AVAILABLE DATA
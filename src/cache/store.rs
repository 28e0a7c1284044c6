//! Cache Store Module
//!
//! Concurrent key/value store with per-entry TTL, lazy eviction on lookup and
//! batch eviction through `cleanup`.

use std::borrow::Borrow;
use std::collections::HashMap;
use std::hash::Hash;
use std::sync::atomic::{AtomicUsize, Ordering};
use std::sync::{Mutex, MutexGuard, PoisonError};
use std::time::Duration;

use tokio::time::Instant;

use crate::cache::{CacheEntry, CacheStats};
use crate::config::Config;

/// Map and counters guarded by the instance lock.
#[derive(Debug)]
struct Inner<K, V> {
    entries: HashMap<K, CacheEntry<V>>,
    stats: CacheStats,
}

// == Expiring Cache ==
/// Thread-safe cache whose entries expire after a time-to-live.
///
/// Every operation except [`size`](Self::size) runs inside a single
/// instance-wide critical section, so operations on one cache are
/// linearizable. The lock is never held across an `.await`.
///
/// The cache never spawns background work. `cleanup_interval` is advisory:
/// drive [`cleanup`](Self::cleanup) from an external timer such as
/// [`spawn_cleanup_task`](crate::tasks::spawn_cleanup_task).
///
/// # Example
/// ```
/// use std::time::Duration;
/// use ttl_cache::ExpiringCache;
///
/// let cache = ExpiringCache::new(Duration::from_secs(60), Duration::from_secs(1));
/// cache.put("answer", 42);
/// assert_eq!(cache.get("answer"), Some(42));
/// ```
#[derive(Debug)]
pub struct ExpiringCache<K, V> {
    inner: Mutex<Inner<K, V>>,
    /// Structural entry count, readable without the lock
    len: AtomicUsize,
    default_ttl: Duration,
    cleanup_interval: Duration,
}

impl<K, V> ExpiringCache<K, V>
where
    K: Eq + Hash,
    V: Clone,
{
    // == Constructor ==
    /// Creates an empty cache.
    ///
    /// # Arguments
    /// * `default_ttl` - TTL applied by [`put`](Self::put)
    /// * `cleanup_interval` - Suggested period for external cleanup sweeps
    pub fn new(default_ttl: Duration, cleanup_interval: Duration) -> Self {
        Self {
            inner: Mutex::new(Inner {
                entries: HashMap::new(),
                stats: CacheStats::new(),
            }),
            len: AtomicUsize::new(0),
            default_ttl,
            cleanup_interval,
        }
    }

    /// Creates an empty cache from the TTL settings in `config`.
    pub fn from_config(config: &Config) -> Self {
        Self::new(
            Duration::from_secs(config.default_ttl),
            Duration::from_secs(config.cleanup_interval),
        )
    }

    pub fn default_ttl(&self) -> Duration {
        self.default_ttl
    }

    pub fn cleanup_interval(&self) -> Duration {
        self.cleanup_interval
    }

    fn lock(&self) -> MutexGuard<'_, Inner<K, V>> {
        // Every mutation is a single map call, so a panicking holder cannot
        // leave a torn entry behind.
        self.inner.lock().unwrap_or_else(PoisonError::into_inner)
    }

    fn sync_len(&self, inner: &mut Inner<K, V>) {
        let len = inner.entries.len();
        inner.stats.size = len;
        self.len.store(len, Ordering::Release);
    }

    // == Put ==
    /// Inserts or overwrites `key` using the default TTL.
    pub fn put(&self, key: K, value: V) {
        self.put_with_ttl(key, value, self.default_ttl);
    }

    /// Inserts or overwrites `key`, expiring `ttl` from now.
    ///
    /// Overwriting replaces both value and expiry. A zero TTL stores an entry
    /// that no subsequent [`get`](Self::get) will return.
    pub fn put_with_ttl(&self, key: K, value: V, ttl: Duration) {
        let mut inner = self.lock();
        let entry = CacheEntry::new(value, Instant::now(), ttl);
        inner.entries.insert(key, entry);
        self.sync_len(&mut inner);
    }

    // == Get ==
    /// Returns the value for `key` if present and unexpired.
    ///
    /// An expired entry found here is removed before returning `None`.
    pub fn get<Q>(&self, key: &Q) -> Option<V>
    where
        K: Borrow<Q>,
        Q: Hash + Eq + ?Sized,
    {
        let mut guard = self.lock();
        let inner = &mut *guard;
        let now = Instant::now();

        let expired = match inner.entries.get(key) {
            Some(entry) if !entry.is_expired_at(now) => {
                let value = entry.value.clone();
                inner.stats.record_hit();
                return Some(value);
            }
            Some(_) => true,
            None => false,
        };

        if expired {
            inner.entries.remove(key);
            inner.stats.record_expirations(1);
            self.sync_len(inner);
        }
        inner.stats.record_miss();
        None
    }

    /// Returns the remaining lifetime of a live entry.
    ///
    /// Unlike [`get`](Self::get) this neither evicts nor counts a lookup.
    pub fn ttl_remaining<Q>(&self, key: &Q) -> Option<Duration>
    where
        K: Borrow<Q>,
        Q: Hash + Eq + ?Sized,
    {
        let inner = self.lock();
        let now = Instant::now();
        inner
            .entries
            .get(key)
            .and_then(|entry| entry.ttl_remaining_at(now))
    }

    // == Remove ==
    /// Deletes any entry for `key`. Absent keys are a no-op.
    pub fn remove<Q>(&self, key: &Q)
    where
        K: Borrow<Q>,
        Q: Hash + Eq + ?Sized,
    {
        let mut inner = self.lock();
        if inner.entries.remove(key).is_some() {
            self.sync_len(&mut inner);
        }
    }

    // == Clear ==
    /// Removes every entry.
    pub fn clear(&self) {
        let mut inner = self.lock();
        inner.entries.clear();
        self.sync_len(&mut inner);
    }

    // == Size ==
    /// Returns the number of stored entries without taking the lock.
    ///
    /// This is a structural count: entries that have expired but were not
    /// yet touched by [`get`](Self::get) or [`cleanup`](Self::cleanup) are
    /// included. Call `cleanup` first for a live count.
    pub fn size(&self) -> usize {
        self.len.load(Ordering::Acquire)
    }

    pub fn is_empty(&self) -> bool {
        self.size() == 0
    }

    // == Cleanup ==
    /// Removes every entry expired as of the start of the call.
    ///
    /// Returns the number of entries removed.
    pub fn cleanup(&self) -> usize {
        let now = Instant::now();
        let mut inner = self.lock();

        let before = inner.entries.len();
        inner.entries.retain(|_, entry| !entry.is_expired_at(now));
        let removed = before - inner.entries.len();

        if removed > 0 {
            inner.stats.record_expirations(removed);
            self.sync_len(&mut inner);
        }
        removed
    }

    // == Stats ==
    /// Returns a snapshot of the cache statistics.
    pub fn stats(&self) -> CacheStats {
        self.lock().stats.clone()
    }

    /// Acquires and releases the lock without touching entries or counters.
    ///
    /// Blocks while another caller holds the lock, which makes it a liveness
    /// check for the cache.
    pub fn ping(&self) {
        drop(self.lock());
    }
}
//! API Module
//!
//! HTTP handlers and routing for the cache server REST API.
//!
//! # Endpoints
//! - `PUT /set` - Store a key-value pair
//! - `GET /get/:key` - Retrieve a value by key
//! - `DELETE /del/:key` - Delete a key
//! - `POST /clear` - Remove every entry
//! - `POST /cleanup` - Sweep expired entries now
//! - `GET /stats` - Get cache statistics
//! - `GET /health` - Health check endpoint

pub mod handlers;
pub mod routes;

pub use handlers::*;
pub use routes::create_router;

TASK ITEM
Set down the lines of the listing above verbatim, first line through the line containing "one cache are", inclusive; add no other lines.

EXPECTED ANSWER
filename src/cache/store.rs
repository 28e0a7c1284044c6
//! Cache Store Module
//!
//! Concurrent key/value store with per-entry TTL, lazy eviction on lookup and
//! batch eviction through `cleanup`.

use std::borrow::Borrow;
use std::collections::HashMap;
use std::hash::Hash;
use std::sync::atomic::{AtomicUsize, Ordering};
use std::sync::{Mutex, MutexGuard, PoisonError};
use std::time::Duration;

use tokio::time::Instant;

use crate::cache::{CacheEntry, CacheStats};
use crate::config::Config;

/// Map and counters guarded by the instance lock.
#[derive(Debug)]
struct Inner<K, V> {
    entries: HashMap<K, CacheEntry<V>>,
    stats: CacheStats,
}

// == Expiring Cache ==
/// Thread-safe cache whose entries expire after a time-to-live.
///
/// Every operation except [`size`](Self::size) runs inside a single
/// instance-wide critical section, so operations on one cache are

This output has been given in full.